| Task statement |
Read through the entries below and copy each line where "JoinNonStringElement" turns up.

Stored data
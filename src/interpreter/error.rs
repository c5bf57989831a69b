use thiserror::Error;

use crate::ast::BinaryOperator;

/// Typed errors produced while executing a program. Evaluation halts at
/// the first error; the language has no construct to catch one.
#[derive(Debug, Error, Clone, PartialEq)]
pub enum RuntimeError {
    #[error("Undefined variable '{name}'")]
    UndefinedVariable { name: String },
    #[error("Undefined variable '{name}' in compound assignment")]
    CompoundAssignUndefined { name: String },
    #[error("Built-in function '{name}' must be called with parentheses")]
    BuiltinWithoutCall { name: String },

    #[error("Operator '{op}' cannot be applied to types {left} and {right}")]
    BinaryTypeMismatch {
        op: BinaryOperator,
        left: &'static str,
        right: &'static str,
    },
    #[error("Operator '{op}' cannot be applied if an operand is Nil")]
    NilOperand { op: BinaryOperator },
    #[error("Operator '{op}' cannot compare types {left} and {right}")]
    CompareTypeMismatch {
        op: BinaryOperator,
        left: &'static str,
        right: &'static str,
    },
    #[error("Operand for unary '-' must be a number, got {type_name}")]
    NegateNonNumber { type_name: &'static str },
    #[error("Division by zero")]
    DivisionByZero,
    #[error("Modulo by zero")]
    ModuloByZero,
    #[error("Cannot multiply a {kind} by a negative number")]
    NegativeRepeatCount { kind: &'static str },

    #[error("Attempted to call a non-function value (type {type_name}) derived from {callee}")]
    NotCallable {
        type_name: &'static str,
        callee: String,
    },
    #[error("Wrong number of arguments for function: expected {expected}, got {found}")]
    ArityMismatch { expected: usize, found: usize },
    #[error("{name}() expects {expected}")]
    BuiltinArity {
        name: &'static str,
        expected: &'static str,
    },
    #[error("{name}() {message}")]
    BuiltinArgument {
        name: &'static str,
        message: &'static str,
    },

    #[error("{name}() expects a list stored in a variable as its first argument")]
    ListVariableExpected { name: &'static str },
    #[error("Variable '{name}' is not a list")]
    NotAList { name: String },
    #[error("Cannot pop from an empty list")]
    PopFromEmptyList,
    #[error("Index out of bounds for {name}(): {index}, size {len}")]
    MutationIndexOutOfBounds {
        name: &'static str,
        index: i64,
        len: usize,
    },

    #[error("Index must be a number, got {type_name}")]
    IndexNotNumber { type_name: &'static str },
    #[error("Index must be an integer, got {value}")]
    IndexNotInteger { value: f64 },
    #[error("{kind} index out of bounds: {index}, size {len}")]
    IndexOutOfBounds {
        kind: &'static str,
        index: i64,
        len: usize,
    },
    #[error("Cannot index a value of type {type_name}")]
    IndexTargetUnsupported { type_name: &'static str },
    #[error("Slice {bound} must be a number, got {type_name}")]
    SliceBoundNotNumber {
        bound: &'static str,
        type_name: &'static str,
    },
    #[error("Slice step cannot be zero")]
    SliceStepZero,
    #[error("Slice operation can only be applied to strings or lists, got {type_name}")]
    SliceTargetUnsupported { type_name: &'static str },

    #[error("For loop can only iterate over lists or strings, got {type_name}")]
    ForIterableUnsupported { type_name: &'static str },
    #[error("range() step argument cannot be zero")]
    RangeStepZero,
    #[error("sqrt() argument cannot be negative")]
    SqrtOfNegative,
    #[error("replace() old substring cannot be empty")]
    ReplaceEmptyPattern,
    #[error("join() expects a list of strings, found {type_name}")]
    JoinNonStringElement { type_name: &'static str },
    #[error("sort() can only sort lists of numbers or lists of strings, first element is {type_name}")]
    SortUnsupportedElement { type_name: &'static str },
    #[error("Cannot sort a list with mixed types (expected {expected})")]
    SortMixedTypes { expected: &'static str },

    #[error("'break' used outside of a loop")]
    BreakOutsideLoop,
    #[error("'continue' used outside of a loop")]
    ContinueOutsideLoop,
}
impl Interpreter {
    pub(super) fn call_builtin(
        &mut self,
        builtin: Builtin,
        args: &[Expression],
    ) -> Result<Value, RuntimeError> {
        match builtin {
            Builtin::Print => {
                for arg in args {
                    let value = self.eval_expression(arg)?;
                    self.output.push_str(&value.print_form());
                }
                Ok(Value::Nil)
            }
            Builtin::Println => {
                for arg in args {
                    let value = self.eval_expression(arg)?;
                    self.output.push_str(&value.print_form());
                }
                self.output.push('\n');
                Ok(Value::Nil)
            }
            Builtin::Read => {
                expect_arity(builtin, args, 0, "0 arguments")?;
                Ok(Value::Str(String::new()))
            }
            Builtin::Stacktrace => {
                expect_arity(builtin, args, 0, "0 arguments")?;
                Ok(Value::list(Vec::new()))
            }
            Builtin::Len => {
                expect_arity(builtin, args, 1, "exactly 1 argument")?;
                match self.eval_expression(&args[0])? {
                    Value::Str(text) => Ok(Value::Number(text.chars().count() as f64)),
                    Value::List(items) => Ok(Value::Number(items.borrow().len() as f64)),
                    _ => Err(RuntimeError::BuiltinArgument {
                        name: "len",
                        message: "argument must be a string or a list",
                    }),
                }
            }
            Builtin::Push => {
                expect_arity(builtin, args, 2, "2 arguments: list and value")?;
                let item = self.eval_expression(&args[1])?;
                let list = self.list_variable(builtin, &args[0])?;
                list.borrow_mut().push(item);
                Ok(Value::Nil)
            }
            Builtin::Pop => {
                expect_arity(builtin, args, 1, "1 argument: list")?;
                let list = self.list_variable(builtin, &args[0])?;
                let popped = list.borrow_mut().pop();
                popped.ok_or(RuntimeError::PopFromEmptyList)
            }
            Builtin::Insert => {
                expect_arity(builtin, args, 3, "3 arguments: list, index and value")?;
                let index = self.eval_expression(&args[1])?;
                let item = self.eval_expression(&args[2])?;
                let list = self.list_variable(builtin, &args[0])?;
                let index = integer_index(&index)?;
                let mut items = list.borrow_mut();
                // Insertion may target one past the last element.
                if index < 0 || index as usize > items.len() {
                    return Err(RuntimeError::MutationIndexOutOfBounds {
                        name: "insert",
                        index,
                        len: items.len(),
                    });
                }
                items.insert(index as usize, item);
                Ok(Value::Nil)
            }
            Builtin::Remove => {
                expect_arity(builtin, args, 2, "2 arguments: list and index")?;
                let index = self.eval_expression(&args[1])?;
                let list = self.list_variable(builtin, &args[0])?;
                let index = integer_index(&index)?;
                let mut items = list.borrow_mut();
                if index < 0 || index as usize >= items.len() {
                    return Err(RuntimeError::MutationIndexOutOfBounds {
                        name: "remove",
                        index,
                        len: items.len(),
                    });
                }
                Ok(items.remove(index as usize))
            }
            Builtin::Sort => {
                expect_arity(builtin, args, 1, "1 argument: list")?;
                let list = self.list_variable(builtin, &args[0])?;
                sort_list(&list)
            }
            Builtin::Range => self.builtin_range(args),
            Builtin::Abs => {
                expect_arity(builtin, args, 1, "1 argument")?;
                let value = self.eval_number_arg(builtin, &args[0])?;
                Ok(Value::Number(value.abs()))
            }
            Builtin::Ceil => {
                expect_arity(builtin, args, 1, "1 argument")?;
                let value = self.eval_number_arg(builtin, &args[0])?;
                Ok(Value::Number(value.ceil()))
            }
            Builtin::Floor => {
                expect_arity(builtin, args, 1, "1 argument")?;
                let value = self.eval_number_arg(builtin, &args[0])?;
                Ok(Value::Number(value.floor()))
            }
            Builtin::Round => {
                expect_arity(builtin, args, 1, "1 argument")?;
                let value = self.eval_number_arg(builtin, &args[0])?;
                Ok(Value::Number(value.round()))
            }
            Builtin::Sqrt => {
                expect_arity(builtin, args, 1, "1 argument")?;
                let value = self.eval_number_arg(builtin, &args[0])?;
                if value < 0.0 {
                    return Err(RuntimeError::SqrtOfNegative);
                }
                Ok(Value::Number(value.sqrt()))
            }
            Builtin::Rnd => {
                expect_arity(builtin, args, 0, "0 arguments")?;
                Ok(Value::Number(self.rng.next_unit()))
            }
            Builtin::ParseNum => {
                expect_arity(builtin, args, 1, "1 argument")?;
                let text = self.eval_string_arg(builtin, &args[0], "argument must be a string")?;
                match text.trim_start().parse::<f64>() {
                    Ok(value) => Ok(Value::Number(value)),
                    Err(_) => Ok(Value::Nil),
                }
            }
            Builtin::ToString => {
                expect_arity(builtin, args, 1, "1 argument")?;
                let value = self.eval_expression(&args[0])?;
                Ok(Value::Str(value.print_form()))
            }
            Builtin::Lower => {
                expect_arity(builtin, args, 1, "1 argument")?;
                let text = self.eval_string_arg(builtin, &args[0], "argument must be a string")?;
                Ok(Value::Str(text.to_ascii_lowercase()))
            }
            Builtin::Upper => {
                expect_arity(builtin, args, 1, "1 argument")?;
                let text = self.eval_string_arg(builtin, &args[0], "argument must be a string")?;
                Ok(Value::Str(text.to_ascii_uppercase()))
            }
            Builtin::Split => {
                expect_arity(builtin, args, 2, "2 arguments: string and delimiter")?;
                let text =
                    self.eval_string_arg(builtin, &args[0], "first argument must be a string")?;
                let delimiter =
                    self.eval_string_arg(builtin, &args[1], "delimiter must be a string")?;
                let parts: Vec<Value> = if delimiter.is_empty() {
                    text.chars().map(|c| Value::Str(c.to_string())).collect()
                } else {
                    text.split(delimiter.as_str())
                        .map(|part| Value::Str(part.to_string()))
                        .collect()
                };
                Ok(Value::list(parts))
            }
            Builtin::Join => {
                expect_arity(builtin, args, 2, "2 arguments: list and separator")?;
                let list = match self.eval_expression(&args[0])? {
                    Value::List(list) => list,
                    _ => {
                        return Err(RuntimeError::BuiltinArgument {
                            name: "join",
                            message: "first argument must be a list of strings",
                        });
                    }
                };
                let separator =
                    self.eval_string_arg(builtin, &args[1], "separator must be a string")?;
                let items = list.borrow();
                let mut parts = Vec::with_capacity(items.len());
                for item in items.iter() {
                    match item {
                        Value::Str(text) => parts.push(text.clone()),
                        other => {
                            return Err(RuntimeError::JoinNonStringElement {
                                type_name: other.type_name(),
                            });
                        }
                    }
                }
                Ok(Value::Str(parts.join(&separator)))
            }
            Builtin::Replace => {
                expect_arity(builtin, args, 3, "3 arguments: string, old substring and new substring")?;
                let text = self.eval_string_arg(builtin, &args[0], "arguments must be strings")?;
                let old = self.eval_string_arg(builtin, &args[1], "arguments must be strings")?;
                let new = self.eval_string_arg(builtin, &args[2], "arguments must be strings")?;
                if old.is_empty() {
                    return Err(RuntimeError::ReplaceEmptyPattern);
                }
                Ok(Value::Str(text.replace(&old, &new)))
            }
        }
    }

    fn builtin_range(&mut self, args: &[Expression]) -> Result<Value, RuntimeError> {
        let mut numbers = Vec::with_capacity(args.len());
        for arg in args {
            match self.eval_expression(arg)? {
                Value::Number(value) => numbers.push(value),
                _ => {
                    return Err(RuntimeError::BuiltinArgument {
                        name: "range",
                        message: "arguments must be numbers",
                    });
                }
            }
        }
        let (start, stop, step) = match numbers.as_slice() {
            [stop] => (0.0, *stop, 1.0),
            [start, stop] => (*start, *stop, 1.0),
            [start, stop, step] => (*start, *stop, *step),
            _ => {
                return Err(RuntimeError::BuiltinArity {
                    name: "range",
                    expected: "1, 2, or 3 arguments",
                });
            }
        };
        if step == 0.0 {
            return Err(RuntimeError::RangeStepZero);
        }
        let mut items = Vec::new();
        let mut current = start;
        if step > 0.0 {
            while current < stop {
                items.push(Value::Number(current));
                current += step;
            }
        } else {
            while current > stop {
                items.push(Value::Number(current));
                current += step;
            }
        }
        Ok(Value::list(items))
    }

    fn eval_number_arg(
        &mut self,
        builtin: Builtin,
        arg: &Expression,
    ) -> Result<f64, RuntimeError> {
        match self.eval_expression(arg)? {
            Value::Number(value) => Ok(value),
            _ => Err(RuntimeError::BuiltinArgument {
                name: builtin.name(),
                message: "argument must be a number",
            }),
        }
    }

    fn eval_string_arg(
        &mut self,
        builtin: Builtin,
        arg: &Expression,
        message: &'static str,
    ) -> Result<String, RuntimeError> {
        match self.eval_expression(arg)? {
            Value::Str(text) => Ok(text),
            _ => Err(RuntimeError::BuiltinArgument {
                name: builtin.name(),
                message,
            }),
        }
    }

    /// Resolves the named-list argument of a mutating built-in to the
    /// shared list handle it is bound to.
    fn list_variable(
        &mut self,
        builtin: Builtin,
        arg: &Expression,
    ) -> Result<Rc<RefCell<Vec<Value>>>, RuntimeError> {
        let Expression::Identifier(name) = arg else {
            return Err(RuntimeError::ListVariableExpected {
                name: builtin.name(),
            });
        };
        match self.globals.get(name) {
            Some(Value::List(list)) => Ok(Rc::clone(list)),
            _ => Err(RuntimeError::NotAList { name: name.clone() }),
        }
    }
}
use criterion::{Criterion, black_box, criterion_group, criterion_main};
use itmoscript::{Interpreter, lexer, parser};

const WORKLOADS: [(&str, &str); 3] = [
    (
        "fib",
        "fib = function(n)\n\
         if n < 2 then return n end if\n\
         return fib(n - 1) + fib(n - 2)\n\
         end function\n\
         print(fib(15))\n",
    ),
    (
        "list_churn",
        "l = []\n\
         for i in range(200)\n\
         push(l, i)\n\
         end for\n\
         sort(l)\n\
         total = 0\n\
         for x in l[::2]\n\
         total += x\n\
         end for\n\
         print(total)\n",
    ),
    (
        "strings",
        "parts = split(\"a,b,c,d,e,f,g,h\" * 20, \",\")\n\
         out = []\n\
         for p in parts\n\
         push(out, upper(p))\n\
         end for\n\
         print(len(join(out, \"-\")))\n",
    ),
];

fn bench_interpreter(c: &mut Criterion) {
    for (label, source) in WORKLOADS {
        let tokens = lexer::tokenize(source).expect("tokenize");
        let program = parser::parse_tokens(tokens).expect("parse");

        c.bench_function(&format!("frontend_tokenize_{label}"), |b| {
            b.iter(|| {
                let tokens = lexer::tokenize(black_box(source)).expect("tokenize");
                black_box(tokens);
            })
        });

        c.bench_function(&format!("frontend_parse_{label}"), |b| {
            b.iter(|| {
                let tokens = lexer::tokenize(black_box(source)).expect("tokenize");
                let program = parser::parse_tokens(tokens).expect("parse");
                black_box(program);
            })
        });

        c.bench_function(&format!("interpreter_run_{label}"), |b| {
            b.iter(|| {
                let mut interpreter = Interpreter::new();
                interpreter.run(black_box(&program)).expect("run");
                black_box(interpreter.into_output());
            })
        });

        c.bench_function(&format!("full_pipeline_{label}"), |b| {
            b.iter(|| {
                let tokens = lexer::tokenize(black_box(source)).expect("tokenize");
                let parsed = parser::parse_tokens(tokens).expect("parse");
                let mut interpreter = Interpreter::new();
                interpreter.run(&parsed).expect("run");
                black_box(interpreter.into_output());
            })
        });
    }
}

criterion_group!(benches, bench_interpreter);
criterion_main!(benches);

| Reply |
    JoinNonStringElement { type_name: &'static str },
                            return Err(RuntimeError::JoinNonStringElement {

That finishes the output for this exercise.